We all know the feeling, exams are coming up and you feel like you have a lot on your plate. Between trying to cram information into your brain and creating the ‘great wall of study notes’ around you, you might be feeling the stress.
Try not to put too much pressure on yourself and just do your best. We’ve put together a few breathing tips to help you relax and make it through exams without any new frown lines.
Breathing and stress
When we feel stressed, our breathing can change becoming more rapid and shallow, so that we’re not taking in as much air as usual. Deliberately taking note of these changes and making an effort to adjust breathing can help with relaxation and reduce stress.
Breathing tips
- Slow down your breathing by taking deep breaths –inhale for a count of 3, hold for 1 count, and exhale for 4 counts to begin
- Don’t forget to use your stomach to breathe instead of your chest or shoulders – put a hand on your stomach and feel it rise as you inhale
- Put a few 10-20 minute breaks in your study schedule to take a moment and breathe. Try to develop a habit by doing this at least once a day somewhere you can feel calm and relaxed.
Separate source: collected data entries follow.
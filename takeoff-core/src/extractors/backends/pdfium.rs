//! pdfium backend: text layer segments and page rasterization
//!
//! Binds to `libpdfium` next to the executable, falling back to the system
//! library. Each call opens the document, works on a single page and drops
//! the document before returning, so no handle outlives the call.

use super::{PageRasterizer, TextLayerSource, TextSegment};
use crate::error::{ExtractionError, ExtractionResult};
use crate::types::BoundingBox;
use anyhow::Context;
use image::{DynamicImage, RgbaImage};
use pdfium_render::prelude::*;
use std::path::Path;

/// PDF points per inch
const POINTS_PER_INCH: f32 = 72.0;

pub struct PdfiumBackend {
    pdfium: Pdfium,
}

impl PdfiumBackend {
    pub fn new() -> anyhow::Result<Self> {
        let pdfium = Pdfium::new(
            Pdfium::bind_to_library(Pdfium::pdfium_platform_library_name_at_path("./"))
                .or_else(|_| Pdfium::bind_to_system_library())
                .context("Failed to bind pdfium library")?,
        );
        Ok(Self { pdfium })
    }

    fn open<'a>(&'a self, pdf: &Path) -> ExtractionResult<PdfDocument<'a>> {
        self.pdfium
            .load_pdf_from_file(pdf, None)
            .map_err(|e| ExtractionError::catastrophic(pdf, e))
    }

    /// Zero-based index of a 1-indexed page number
    fn page_index(document: &PdfDocument, page: u32) -> ExtractionResult<u32> {
        let page_count = document.pages().len() as u32;
        if page == 0 || page > page_count {
            return Err(ExtractionError::PageOutOfRange { page, page_count });
        }
        Ok(page - 1)
    }
}

fn page_load_error(page: u32, e: PdfiumError) -> ExtractionError {
    ExtractionError::SourceUnavailable(format!("cannot load page {page}: {e}"))
}

impl TextLayerSource for PdfiumBackend {
    fn text_segments(&self, pdf: &Path, page: u32) -> ExtractionResult<Vec<TextSegment>> {
        let document = self.open(pdf)?;
        let index = Self::page_index(&document, page)?;
        let pdf_page = document
            .pages()
            .get(index as _)
            .map_err(|e| page_load_error(page, e))?;
        let page_height = pdf_page.height().value;

        let text = pdf_page
            .text()
            .map_err(|e| ExtractionError::SourceUnavailable(format!("no text layer: {e}")))?;

        let mut segments = Vec::new();
        for segment in text.segments().iter() {
            let content = segment.text();
            let content = content.trim();
            if content.is_empty() {
                continue;
            }

            // PDF space is bottom-left origin; flip to top-left
            let bounds = segment.bounds();
            let bbox = BoundingBox {
                x: bounds.left().value,
                y: page_height - bounds.top().value,
                width: bounds.right().value - bounds.left().value,
                height: bounds.top().value - bounds.bottom().value,
            };
            segments.push(TextSegment::new(content, bbox));
        }

        tracing::debug!("pdfium: page {} has {} text segments", page, segments.len());
        Ok(segments)
    }

    fn name(&self) -> &str {
        "pdfium"
    }
}

impl PageRasterizer for PdfiumBackend {
    fn rasterize(&self, pdf: &Path, page: u32, dpi: u32) -> ExtractionResult<DynamicImage> {
        let document = self.open(pdf)?;
        let index = Self::page_index(&document, page)?;
        let pdf_page = document
            .pages()
            .get(index as _)
            .map_err(|e| page_load_error(page, e))?;

        let scale = dpi as f32 / POINTS_PER_INCH;
        let pixel_width = (pdf_page.width().value * scale) as i32;
        let pixel_height = (pdf_page.height().value * scale) as i32;

        let bitmap = pdf_page
            .render_with_config(
                &PdfRenderConfig::new()
                    .set_target_width(pixel_width)
                    .set_target_height(pixel_height)
                    .render_form_data(true)
                    .render_annotations(true),
            )
            .map_err(|e| ExtractionError::SourceUnavailable(format!("render at {dpi} DPI failed: {e}")))?;

        let width = bitmap.width() as u32;
        let height = bitmap.height() as u32;
        let image = RgbaImage::from_raw(width, height, bitmap.as_rgba_bytes()).ok_or_else(|| {
            ExtractionError::SourceUnavailable(format!(
                "bitmap size mismatch for {width}x{height} render at {dpi} DPI"
            ))
        })?;

        Ok(DynamicImage::ImageRgba8(image))
    }

    fn name(&self) -> &str {
        "pdfium"
    }
}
- Try these breathing exercises lying down if you can for extra relaxation and to really feel connected to your body
Other tips for reducing stress
- Try a bit of stretching or yoga in the morning or before you start studying to prevent stress, improve posture, lessen aches and pains, and increase energy levels. Not sure what to do or where to start? Try to find a beginners video on YouTube or come along to free Yoga on the Grass at UWA
- Make time for self-care with frequent breaks or get outside and go for a walk to take your mind off anything that’s making you feel anxious. Then you can come back to study feeling relaxed and refreshed!
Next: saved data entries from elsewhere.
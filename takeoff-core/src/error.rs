//! Extraction error taxonomy.
//!
//! Only `CatastrophicIo` and bad page numbers ever reach the caller of a page
//! extraction. `SourceUnavailable` and `OcrEngine` are raised by backends and
//! recovered by the extractors (empty candidate list, next fallback stage).
//! Ambiguous lines and malformed candidates are not errors at all: they are
//! `Recognition` outcomes and simply lower the run count.

use std::path::PathBuf;
use thiserror::Error;

pub type ExtractionResult<T> = std::result::Result<T, ExtractionError>;

#[derive(Debug, Error)]
pub enum ExtractionError {
    /// The PDF cannot be opened at all
    #[error("cannot open PDF {path}: {reason}")]
    CatastrophicIo { path: PathBuf, reason: String },

    #[error("page {page} is out of range (document has {page_count} pages)")]
    PageOutOfRange { page: u32, page_count: u32 },

    #[error("page numbers are 1-indexed, got {0}")]
    InvalidPageNumber(u32),

    /// No text layer, or rasterization failed for one DPI
    #[error("source unavailable: {0}")]
    SourceUnavailable(String),

    #[error("OCR engine failed: {0}")]
    OcrEngine(String),

    #[error("invalid configuration: {0}")]
    Config(String),

    #[error(transparent)]
    Io(#[from] std::io::Error),
}

impl ExtractionError {
    pub fn catastrophic(path: impl Into<PathBuf>, reason: impl ToString) -> Self {
        ExtractionError::CatastrophicIo {
            path: path.into(),
            reason: reason.to_string(),
        }
    }

    /// Whether the page-level pipeline must stop
    pub fn is_fatal(&self) -> bool {
        matches!(
            self,
            ExtractionError::CatastrophicIo { .. }
                | ExtractionError::PageOutOfRange { .. }
                | ExtractionError::InvalidPageNumber(_)
        )
    }
}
- Eat proper meals, stay hydrated and avoid lots of sugary snacks. Good nutrition will give your body what it needs and keep your mind healthy too.
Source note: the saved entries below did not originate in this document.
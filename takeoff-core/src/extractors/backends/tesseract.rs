//! Tesseract CLI backend
//!
//! Writes the rendered page to a scoped temp PNG and runs the `tesseract`
//! binary in TSV mode, which reports block / paragraph / line numbers for
//! every word. Requires `tesseract` on PATH (or `ocr.tesseract_path`).

use super::{OcrEngine, OcrWord};
use crate::config::OcrConfig;
use crate::error::{ExtractionError, ExtractionResult};
use image::{DynamicImage, ImageFormat};
use std::process::Command;

/// TSV row level for a single word
const WORD_LEVEL: u32 = 5;

pub struct TesseractCli {
    binary: String,
    language: String,
    engine_mode: u8,
    page_segmentation_mode: u8,
    preserve_interword_spaces: bool,
}

impl TesseractCli {
    pub fn from_config(config: &OcrConfig) -> Self {
        Self {
            binary: config.tesseract_path.clone(),
            language: config.language.clone(),
            engine_mode: config.engine_mode,
            page_segmentation_mode: config.page_segmentation_mode,
            preserve_interword_spaces: config.preserve_interword_spaces,
        }
    }

    /// Arguments after the input path
    pub fn arguments(&self, dpi: u32) -> Vec<String> {
        let mut args = vec![
            "stdout".to_string(),
            "-l".to_string(),
            self.language.clone(),
            "--oem".to_string(),
            self.engine_mode.to_string(),
            "--psm".to_string(),
            self.page_segmentation_mode.to_string(),
            "--dpi".to_string(),
            dpi.to_string(),
        ];
        if self.preserve_interword_spaces {
            args.push("-c".to_string());
            args.push("preserve_interword_spaces=1".to_string());
        }
        args.push("tsv".to_string());
        args
    }
}

impl Default for TesseractCli {
    fn default() -> Self {
        Self::from_config(&OcrConfig::default())
    }
}

impl OcrEngine for TesseractCli {
    fn recognize(&self, image: &DynamicImage, dpi: u32) -> ExtractionResult<Vec<OcrWord>> {
        // Dropped (and deleted) on every return path
        let temp_dir = tempfile::tempdir()?;
        let image_path = temp_dir.path().join("page.png");
        image
            .save_with_format(&image_path, ImageFormat::Png)
            .map_err(|e| ExtractionError::OcrEngine(format!("failed to write page image: {e}")))?;

        let output = Command::new(&self.binary)
            .arg(image_path.as_os_str())
            .args(self.arguments(dpi))
            .output()
            .map_err(|e| {
                ExtractionError::OcrEngine(format!(
                    "failed to run tesseract (is it installed? path='{}'): {}",
                    self.binary, e
                ))
            })?;

        if !output.status.success() {
            let stderr = String::from_utf8_lossy(&output.stderr);
            return Err(ExtractionError::OcrEngine(format!(
                "tesseract failed (exit code {}): {}",
                output.status.code().unwrap_or(-1),
                stderr.trim()
            )));
        }

        let words = parse_tsv(&String::from_utf8_lossy(&output.stdout));
        tracing::debug!("tesseract: {} words at {} DPI", words.len(), dpi);
        Ok(words)
    }

    fn name(&self) -> &str {
        "tesseract"
    }

    fn is_healthy(&self) -> bool {
        Command::new(&self.binary)
            .arg("--version")
            .output()
            .map(|o| o.status.success())
            .unwrap_or(false)
    }
}

/// Word rows of tesseract TSV output, in output order.
/// Header, non-word levels, blank text and malformed rows are skipped.
pub fn parse_tsv(tsv: &str) -> Vec<OcrWord> {
    tsv.lines()
        .filter_map(|row| {
            let cols: Vec<&str> = row.split('\t').collect();
            if cols.len() < 12 {
                return None;
            }
            let level: u32 = cols[0].trim().parse().ok()?;
            if level != WORD_LEVEL {
                return None;
            }
            let text = cols[11..].join(" ");
            let text = text.trim();
            if text.is_empty() {
                return None;
            }
            Some(OcrWord {
                text: text.to_string(),
                block: cols[2].trim().parse().ok()?,
                paragraph: cols[3].trim().parse().ok()?,
                line: cols[4].trim().parse().ok()?,
                confidence: cols[10].trim().parse().unwrap_or(-1.0),
            })
        })
        .collect()
}

#[cfg(test)]
mod tests {
    use super::*;

    const SAMPLE_TSV: &str = "level\tpage_num\tblock_num\tpar_num\tline_num\tword_num\tleft\ttop\twidth\theight\tconf\ttext
1\t1\t0\t0\t0\t0\t0\t0\t2550\t3300\t-1\t
2\t1\t1\t0\t0\t0\t100\t200\t900\t40\t-1\t
4\t1\t1\t1\t1\t0\t100\t200\t900\t40\t-1\t
5\t1\t1\t1\t1\t1\t100\t200\t120\t40\t91.5\t215LF
5\t1\t1\t1\t1\t2\t240\t200\t60\t40\t88\t8\"
5\t1\t1\t1\t1\t3\t320\t200\t90\t40\t90\tDIP
5\t1\t1\t1\t2\t1\t100\t260\t50\t40\t-1\t
5\t1\t2\t1\t1\t1\t100\t900\t80\t40\t77\tSTA
";

    #[test]
    fn test_parse_tsv_words_only() {
        let words = parse_tsv(SAMPLE_TSV);
        let texts: Vec<&str> = words.iter().map(|w| w.text.as_str()).collect();
        assert_eq!(texts, vec!["215LF", "8\"", "DIP", "STA"]);
        assert_eq!(words[0].line_key(), (1, 1, 1));
        assert_eq!(words[3].line_key(), (2, 1, 1));
        assert_eq!(words[0].confidence, 91.5);
    }

    #[test]
    fn test_parse_tsv_ignores_garbage() {
        assert!(parse_tsv("").is_empty());
        assert!(parse_tsv("not\ta\ttsv").is_empty());
        assert!(parse_tsv("5\t1\tx\t1\t1\t1\t0\t0\t0\t0\t90\tword").is_empty());
    }

    #[test]
    fn test_arguments_follow_config() {
        let cli = TesseractCli::default();
        let args = cli.arguments(450);
        assert_eq!(args.first().map(String::as_str), Some("stdout"));
        assert_eq!(args.last().map(String::as_str), Some("tsv"));
        let joined = args.join(" ");
        assert!(joined.contains("--oem 3"));
        assert!(joined.contains("--psm 6"));
        assert!(joined.contains("--dpi 450"));
        assert!(joined.contains("-c preserve_interword_spaces=1"));
    }

    #[test]
    fn test_missing_binary_is_engine_error() {
        let cli = TesseractCli::from_config(&OcrConfig {
            tesseract_path: "/nonexistent/tesseract-binary".to_string(),
            ..OcrConfig::default()
        });
        assert!(!cli.is_healthy());
        let image = DynamicImage::new_rgba8(4, 4);
        let err = cli.recognize(&image, 300).unwrap_err();
        assert!(matches!(err, ExtractionError::OcrEngine(_)));
    }
}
- Don’t forget to get lots of sleep. It can be tempting to pull an all-nighter before an exam but sleep is essential for brain function.
Where to get help
If you’re finding it difficult to manage your stress, anxiety or mental health, make sure you reach out for help. Here’s who you can contact:
- See your doctor
- Seek help from a stress management specialist, such as psychologist
- Contact a mental health support organisation – Lifeline, Headspace, Youth Focus or Beyond Blue
- The Medibank 24/7 Student Health and Support Line provides a range of support for international students in around 160 languages
UWA also has a range of student support services including, mental health and wellbeing services for current students. So, we're ready to support you throughout your entire study journey.